Others, Kings for example, take a different view and charge a pretty penny for admission.  Of course, everyone wants to see Kings College Chapel up close and personal, so the college bursar must be raking it in.

Interior of Kings College Chapel

I will confess that these attempts to deny or charge for admission don’t worry me personally.  As a graduate of the university I can get in pretty much anywhere, and without spending a dime, so long as I flash my alumni card and behave myself. 

But I’ve a lot of sympathy for the serious tourist, who maybe has travelled a long way and spent a small fortune to visit Cambridge, only to find that lots of the places he wants to see won’t let him in or will only do so in return for a fistful of dollars.

Kings College Chapel, viewed from “the Backs”

Tourism is hugely controversial in Cambridge.  In 2017 over eight million tourist visits were recorded, in a city of just 146,000 people.  The city is creaking at the seams. Tourists keep some shopkeepers afloat with their purchases, but other business owners complain that these are the “wrong tourists,” visitors who just don’t spend enough or buy the right stuff. 

For Cambridge residents going about their normal daily business the crowded streets must be distressing.  But tourism reportedly accounts for 22% of jobs in the local economy, and only the most hard-line critics would seriously consider killing the goose that lays the golden egg.

The Mathematical Bridge, Queen’s College

Mass tourism is a mind-bending conundrum, but not one that is unique to Cambridge.

In another blog I wrote at length about the impact of tourist numbers on the wildlife of Yellowstone National Park in the USA.  There, as in Cambridge, the scale of tourism is in danger of destroying the very thing that tourists want to see.

As an habitual tourist I was, and am, part of the problem.  I cherish the prospect of being a tourist again, in Cambridge, in Yellowstone, or elsewhere, but what will be the cost to the places I want to visit and those who live in them? 
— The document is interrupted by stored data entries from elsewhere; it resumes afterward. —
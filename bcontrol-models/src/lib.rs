//! Discretized PDE-constrained boundary-control problems.
//!
//! Each problem implements [`bcontrol_core::NlpProblem`] so that a
//! large-scale nonlinear optimizer can drive it through the standard
//! callback protocol.
//!
//! # Problems
//!
//! - [`dirichlet`]: 3-D elliptic boundary control with Dirichlet conditions,
//!   where the boundary values of the state act as the control

pub mod dirichlet;

pub use dirichlet::{BoundaryControl3D, ConfigError, Parameters, Variant};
I don’t have the answer, but it seems plain to me that things can’t go on as they are.

*

In case you’re wondering why, despite my protestations about the Cambridge crowds, there are so few people in the photos that illustrate this post the answer is simple: Mrs P hates anyone getting between her camera lens and the focus of her interest. She’s been known to wait a long, long time for a clear shot, and when she can’t get one she gets very cross indeed. You have been warned!